A Catholic diocese in Michigan has been thrust into the national spotlight after a prominent priest and author shared its guidance on transgender members and those in same-sex relationships on social media this week. The viral guidance, which the Diocese of Marquette issued in July, says such congregants are prohibited from being baptized or receiving Communion unless they have “repented.”…The Roman Catholic Church has long held that being gay isn’t a sin but that being in a gay relationship or having gay sex is. The Vatican also ruled in March that priests can’t bless same-sex unions.

Obviously, this is another example of a wingnut American bishop who isn’t too fond of Papa Francesco. And the official text of the “guidance” reads like it was written in 1957 by a nun who grew up in a cardboard box far from other human beings.

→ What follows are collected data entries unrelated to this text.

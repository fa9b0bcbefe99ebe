//! Spectrum probe
//!
//! Windowed FFT over a block of samples, used to report which tones a
//! recording actually contains before it is decoded.

use std::sync::Arc;

use num_complex::Complex;
use rustfft::{Fft, FftPlanner};

/// FFT processor for computing magnitude spectra
pub struct Spectrum {
    fft: Arc<dyn Fft<f64>>,
    fft_size: usize,
    window: Vec<f64>,
}

impl Spectrum {
    /// Create a processor with the given FFT size
    pub fn new(fft_size: usize) -> Self {
        let fft_size = fft_size.max(2);
        let mut planner = FftPlanner::new();
        let fft = planner.plan_fft_forward(fft_size);

        // Hann window
        let window = (0..fft_size)
            .map(|i| {
                let x = std::f64::consts::PI * i as f64 / fft_size as f64;
                0.5 * (1.0 - (2.0 * x).cos())
            })
            .collect();

        Self {
            fft,
            fft_size,
            window,
        }
    }

    /// Linear magnitudes of the positive-frequency bins.
    ///
    /// Uses the first `fft_size` samples, zero-padding short input.
    pub fn magnitudes(&self, samples: &[f64]) -> Vec<f64> {
        let mut buffer: Vec<Complex<f64>> = samples
            .iter()
            .take(self.fft_size)
            .zip(self.window.iter())
            .map(|(&s, &w)| Complex::new(s * w, 0.0))
            .collect();
        buffer.resize(self.fft_size, Complex::new(0.0, 0.0));

        self.fft.process(&mut buffer);

        buffer[..self.fft_size / 2].iter().map(|c| c.norm()).collect()
    }

    /// Frequencies (Hz) of the `count` strongest local maxima, strongest first
    pub fn peak_frequencies(&self, samples: &[f64], sample_rate: f64, count: usize) -> Vec<f64> {
        let mags = self.magnitudes(samples);
        let mut peaks: Vec<(usize, f64)> = (1..mags.len().saturating_sub(1))
            .filter(|&i| mags[i] > mags[i - 1] && mags[i] >= mags[i + 1])
            .map(|i| (i, mags[i]))
            .collect();
        peaks.sort_by(|a, b| b.1.total_cmp(&a.1));
        peaks
            .into_iter()
            .take(count)
            .map(|(i, _)| self.bin_frequency(i, sample_rate))
            .collect()
    }

    /// Centre frequency of an FFT bin
    fn bin_frequency(&self, bin: usize, sample_rate: f64) -> f64 {
        bin as f64 * sample_rate / self.fft_size as f64
    }
}
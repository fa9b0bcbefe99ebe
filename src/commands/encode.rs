//! Encode command: payload bytes → recording

use std::path::Path;

use crate::adapters::{RawFile, WavFile};
use crate::domain::{ModemConfig, ModemResult, Recording};
use crate::modem::ModemEncoder;
use crate::ports::{PayloadSource, WaveSink};

/// Read a payload, modulate it and write the recording.
///
/// Returns the number of samples written.
pub fn encode_payload(
    source: &mut impl PayloadSource,
    sink: &mut impl WaveSink,
    config: &ModemConfig,
) -> ModemResult<usize> {
    let encoder = ModemEncoder::new(config)?;
    let payload = source.read_payload()?;

    let samples = encoder.encode(&payload);
    let recording = Recording::new(config.sample_rate, samples);
    log::info!(
        "Encoded {} bytes into {:.2} s of audio",
        payload.len(),
        recording.duration()
    );

    sink.write_wave(&recording)?;
    Ok(recording.samples.len())
}

/// Encode the raw file `input` into the WAV file `output`
pub fn run_encode(input: &Path, output: &Path, config: &ModemConfig) -> ModemResult<usize> {
    encode_payload(&mut RawFile::new(input), &mut WavFile::new(output), config)
}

The Sacrament of Matrimony, the marital covenant, is a permanent partnership of one man and one woman ordered to the procreation and education of children and the good of the spouses (c. 1055). Christian spouses are strengthened by the grace of this sacrament to love each other with the love of Jesus Christ. Only in the context of marriage between one man and one woman can sexual intercourse express a love that is permanent, because they have given their whole lives to each other by the promises that they made to each other on their wedding day. Outside of marriage, sexual activity cannot express permanent love.

Tell that to those bishops who kept shuffling child molesters from parish to parish.

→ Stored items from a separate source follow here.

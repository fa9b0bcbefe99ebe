//! CORDIC-style rotating oscillator
//!
//! Generates a unit-amplitude complex sinusoid by applying a fixed rotation
//! to a 2-vector every sample, so no trigonometric call is needed per step.
//! Changing the frequency only changes the rotation, never the current
//! phase, which gives phase-continuous retuning.

use std::f64::consts::TAU;

use crate::domain::wrap_phase;

/// Rotating-vector oscillator.
///
/// `real()` is `sin θ` and `imag()` is `cos θ` where θ advances by
/// `2π·freq` per call to `advance()`; θ starts at zero.
#[derive(Debug, Clone)]
pub struct Oscillator {
    x: f64,
    y: f64,
    cs: f64,
    sn: f64,
}

impl Oscillator {
    /// Create an oscillator at `freq` cycles per sample (i.e. Hz / fs)
    pub fn new(freq: f64) -> Self {
        let mut osc = Self {
            x: 0.0,
            y: 1.0,
            cs: 1.0,
            sn: 0.0,
        };
        osc.set_freq(freq);
        osc
    }

    /// Re-initialise at `freq`, resetting the phase to zero
    pub fn init(&mut self, freq: f64) {
        self.set_freq(freq);
        self.x = 0.0;
        self.y = 1.0;
    }

    /// Change the rotation increment without touching the current phase
    pub fn set_freq(&mut self, freq: f64) {
        let w = TAU * freq;
        self.cs = w.cos();
        self.sn = w.sin();
    }

    /// Jump to an absolute phase (radians)
    pub fn set_phase(&mut self, phase: f64) {
        self.x = phase.sin();
        self.y = phase.cos();
    }

    /// Rotate by one step
    #[inline]
    pub fn advance(&mut self) {
        let x = self.x * self.cs + self.y * self.sn;
        let y = self.y * self.cs - self.x * self.sn;
        self.x = x;
        self.y = y;
    }

    #[inline]
    pub fn real(&self) -> f64 {
        self.x
    }

    #[inline]
    pub fn imag(&self) -> f64 {
        self.y
    }

    /// Current phase in `[0, 2π)`
    pub fn phase(&self) -> f64 {
        wrap_phase(self.x.atan2(self.y))
    }

    /// Magnitude of the rotating vector; drifts slowly away from 1
    pub fn magnitude(&self) -> f64 {
        self.x.hypot(self.y)
    }

    /// Pull the vector back onto the unit circle.
    ///
    /// The rotation is never re-orthonormalized, so long runs accumulate
    /// magnitude drift; callers that run indefinitely renormalize periodically.
    pub fn renormalize(&mut self) {
        let mag = self.magnitude();
        if mag > 0.0 {
            self.x /= mag;
            self.y /= mag;
        }
    }
}

#[cfg(test)]
mod tests {
    use super::*;

    fn phase_error(a: f64, b: f64) -> f64 {
        let d = (a - b).rem_euclid(TAU);
        d.min(TAU - d)
    }

    #[test]
    fn test_phase_tracks_rotation_count() {
        let freq = 1000.0 / 48000.0;
        let mut osc = Oscillator::new(freq);
        for n in 1..=50_000u64 {
            osc.advance();
            if n % 9973 == 0 {
                let expected = (TAU * freq * n as f64).rem_euclid(TAU);
                let err = phase_error(osc.phase(), expected);
                assert!(err < 1e-6, "phase error {err} after {n} steps");
            }
        }
    }

    #[test]
    fn test_first_samples_are_sine_and_cosine() {
        let freq = 0.01;
        let mut osc = Oscillator::new(freq);
        assert_eq!(osc.real(), 0.0);
        assert_eq!(osc.imag(), 1.0);
        osc.advance();
        assert!((osc.real() - (TAU * freq).sin()).abs() < 1e-12);
        assert!((osc.imag() - (TAU * freq).cos()).abs() < 1e-12);
    }

    #[test]
    fn test_set_freq_keeps_phase_continuous() {
        let mut osc = Oscillator::new(0.02);
        for _ in 0..37 {
            osc.advance();
        }
        let before = osc.phase();
        osc.set_freq(0.05);
        assert!(phase_error(osc.phase(), before) < 1e-15, "retuning must not move the phase");
        osc.advance();
        assert!(phase_error(osc.phase(), before + TAU * 0.05) < 1e-9);
    }

    #[test]
    fn test_set_phase_and_init() {
        let mut osc = Oscillator::new(0.1);
        osc.set_phase(1.25);
        assert!((osc.phase() - 1.25).abs() < 1e-12);
        osc.init(0.2);
        assert_eq!(osc.phase(), 0.0);
    }

    #[test]
    fn test_renormalize_restores_unit_magnitude() {
        let mut osc = Oscillator::new(0.013);
        osc.x *= 1.01;
        osc.y *= 1.01;
        osc.renormalize();
        assert!((osc.magnitude() - 1.0).abs() < 1e-12);
    }
}
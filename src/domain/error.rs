//! Domain error types

use std::path::PathBuf;
use thiserror::Error;

/// Errors raised at the modem's boundaries.
///
/// The numeric core never fails; these come from file adapters,
/// configuration loading, and the command layer.
#[derive(Error, Debug)]
pub enum ModemError {
    #[error("Cannot read input '{}': {source}", path.display())]
    Input {
        path: PathBuf,
        #[source]
        source: std::io::Error,
    },

    #[error("Unsupported or malformed audio format: {0}")]
    Format(String),

    #[error("Processing error: {0}")]
    Processing(String),

    #[error("Cannot write output '{}': {source}", path.display())]
    Output {
        path: PathBuf,
        #[source]
        source: std::io::Error,
    },

    #[error("Configuration error: {0}")]
    Config(String),
}

impl ModemError {
    /// Process exit code for this error, as reported by the command line tools
    pub fn exit_code(&self) -> i32 {
        match self {
            ModemError::Input { .. } => 1,
            ModemError::Format(_) => 2,
            ModemError::Processing(_) | ModemError::Config(_) => 3,
            ModemError::Output { .. } => 4,
        }
    }
}

/// Result type alias for modem operations
pub type ModemResult<T> = Result<T, ModemError>;
//! Modem configuration
//!
//! All timing is expressed in carrier cycles so that a configuration keeps
//! its meaning when the sample rate changes. Derived sample counts are
//! computed on demand.

use std::path::Path;

use serde::{Deserialize, Serialize};

use super::error::{ModemError, ModemResult};
use super::types::Band;

/// Highest band-pass order the pole table covers
pub const MAX_FILTER_ORDER: usize = 16;

/// Constellation sizes whose bits pack evenly into bytes
pub const SUPPORTED_PHASES: [u32; 3] = [2, 4, 16];

/// Shortest transition the band-pass filters settle within
pub const MIN_TRANSITION_CYCLES: u32 = 4;

/// Modem configuration shared by the encoder and the decoder
#[derive(Debug, Clone, PartialEq, Serialize, Deserialize)]
#[serde(default)]
pub struct ModemConfig {
    /// Sample rate in Hz
    pub sample_rate: u32,
    /// Carrier tone in Hz
    pub carrier_hz: f64,
    /// Distance between carrier, clock and data tones in Hz
    pub tone_spacing_hz: f64,
    /// Length of a phase transition, in carrier cycles
    pub transition_cycles: u32,
    /// Length of the steady part of a symbol, in carrier cycles
    pub data_cycles: u32,
    /// Number of data constellation points
    pub num_phases: u32,
    /// Peak amplitude of each tone
    pub amplitude: f64,
    /// Band-pass bandwidth around each tone in Hz
    pub band_width_hz: f64,
    /// Number of second-order sections per band-pass filter
    pub filter_order: usize,
    /// Combined lock metric needed to acquire
    pub lock_high: f64,
    /// Combined lock metric below which acquisition re-arms
    pub lock_low: f64,
    /// Fraction of the best lock seen below which lock is lost
    pub unlock_fraction: f64,
    /// Minimum clock and data band energy, relative to the carrier band, to acquire
    pub squelch_ratio: f64,
    /// Idle symbols sent before and after the payload
    pub lead_symbols: u32,
}

impl Default for ModemConfig {
    fn default() -> Self {
        Self {
            sample_rate: 48000,
            carrier_hz: 1000.0,
            tone_spacing_hz: 400.0,
            transition_cycles: 10,
            data_cycles: 30,
            num_phases: 2,
            amplitude: 0.3,
            band_width_hz: 200.0,
            filter_order: 4,
            lock_high: 0.9,
            lock_low: 0.75,
            unlock_fraction: 0.9,
            squelch_ratio: 0.25,
            lead_symbols: 1,
        }
    }
}

impl ModemConfig {
    /// Load a JSON configuration file and validate it
    pub fn load(path: &Path) -> ModemResult<Self> {
        let json = std::fs::read_to_string(path).map_err(|source| ModemError::Input {
            path: path.to_path_buf(),
            source,
        })?;
        let config: ModemConfig = serde_json::from_str(&json)
            .map_err(|e| ModemError::Config(format!("failed to parse '{}': {e}", path.display())))?;
        config.validate()?;
        Ok(config)
    }

    /// Reject configurations the modem cannot run with
    pub fn validate(&self) -> ModemResult<()> {
        let fail = |msg: String| Err(ModemError::Config(msg));

        if self.sample_rate == 0 {
            return fail("sample rate must be positive".into());
        }
        if !(self.carrier_hz > 0.0) || !(self.tone_spacing_hz > 0.0) {
            return fail(format!(
                "carrier ({}) and tone spacing ({}) must be positive",
                self.carrier_hz, self.tone_spacing_hz
            ));
        }
        let nyquist = self.sample_rate as f64 / 2.0;
        let top = self.band_frequency(Band::Data) + self.band_width_hz / 2.0;
        if top >= nyquist {
            return fail(format!("data band reaches {top} Hz, at or above Nyquist ({nyquist} Hz)"));
        }
        if !(self.band_width_hz > 0.0) || self.band_width_hz / 2.0 >= self.carrier_hz {
            return fail(format!("band width {} Hz does not fit below the carrier", self.band_width_hz));
        }
        if self.transition_cycles < MIN_TRANSITION_CYCLES {
            return fail(format!(
                "transition of {} cycles is shorter than the minimum of {MIN_TRANSITION_CYCLES}",
                self.transition_cycles
            ));
        }
        // the slow correlator spans a transition and must fit inside the steady hold
        if self.data_samples() < self.transition_samples() {
            return fail(format!(
                "data hold of {} cycles is shorter than the {}-cycle transition",
                self.data_cycles, self.transition_cycles
            ));
        }
        if self.transition_samples() < 2 {
            return fail("transition must span at least two samples".into());
        }
        if self.filter_order < 2 || self.filter_order % 2 != 0 || self.filter_order > MAX_FILTER_ORDER {
            return fail(format!(
                "filter order {} must be even and within 2..={MAX_FILTER_ORDER}",
                self.filter_order
            ));
        }
        if !SUPPORTED_PHASES.contains(&self.num_phases) {
            return fail(format!(
                "num_phases {} not supported (expected one of {SUPPORTED_PHASES:?})",
                self.num_phases
            ));
        }
        if !(self.amplitude > 0.0) || self.amplitude * 3.0 > 1.0 {
            return fail(format!("amplitude {} must be in (0, 1/3]", self.amplitude));
        }
        if !(0.0 < self.lock_low && self.lock_low < self.lock_high) {
            return fail(format!(
                "lock thresholds must satisfy 0 < low ({}) < high ({})",
                self.lock_low, self.lock_high
            ));
        }
        if !(self.unlock_fraction > 0.0 && self.unlock_fraction <= 1.0) {
            return fail(format!("unlock fraction {} must be in (0, 1]", self.unlock_fraction));
        }
        if !(0.0..=1.0).contains(&self.squelch_ratio) {
            return fail(format!("squelch ratio {} must be in [0, 1]", self.squelch_ratio));
        }
        if self.lead_symbols == 0 {
            return fail("at least one lead symbol is needed to establish the carrier".into());
        }
        Ok(())
    }

    /// Centre frequency of a band in Hz
    pub fn band_frequency(&self, band: Band) -> f64 {
        self.carrier_hz + self.tone_spacing_hz * band.index() as f64
    }

    /// Samples per carrier cycle
    fn samples_per_cycle(&self) -> f64 {
        self.sample_rate as f64 / self.carrier_hz
    }

    /// Length of a symbol transition in samples; also the slow correlator window
    pub fn transition_samples(&self) -> usize {
        (self.transition_cycles as f64 * self.samples_per_cycle()).round() as usize
    }

    /// Length of the steady part of a symbol in samples
    pub fn data_samples(&self) -> usize {
        (self.data_cycles as f64 * self.samples_per_cycle()).round() as usize
    }

    /// Total samples per symbol
    pub fn symbol_samples(&self) -> usize {
        self.transition_samples() + self.data_samples()
    }

    /// Fast correlator window: half a transition
    pub fn fast_window(&self) -> usize {
        (self.transition_samples() / 2).max(1)
    }

    pub fn bits_per_symbol(&self) -> u32 {
        self.num_phases.trailing_zeros()
    }
}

I mean, holy orders, Batman. Who thinks like this? Humanae Vitae was chock-full of this kind of anti-human nonsense, and it doesn’t smell any better with age. But these kind of moments are when the fire starts. Pretty soon, it jumps from internal Church politics into the secular politics of the day. There is no lack of wingnut-welfare legal chop-shops willing to fashion lawsuits to gussy up any threadbare argument with the latest style. And, before you know it, your ability to buy birth control through the mail is hanging by a thread. Pour enough holy oil on it and any slope becomes slippery.

Complete Article HERE!

Catholic diocese says gay and trans people can’t be baptized or receive Communion

They must refrain from sacraments until they have “repented,” the diocese in Michigan says. Critics say it’s another example of defiance of the pope by “culture warrior bishops” in the U.S.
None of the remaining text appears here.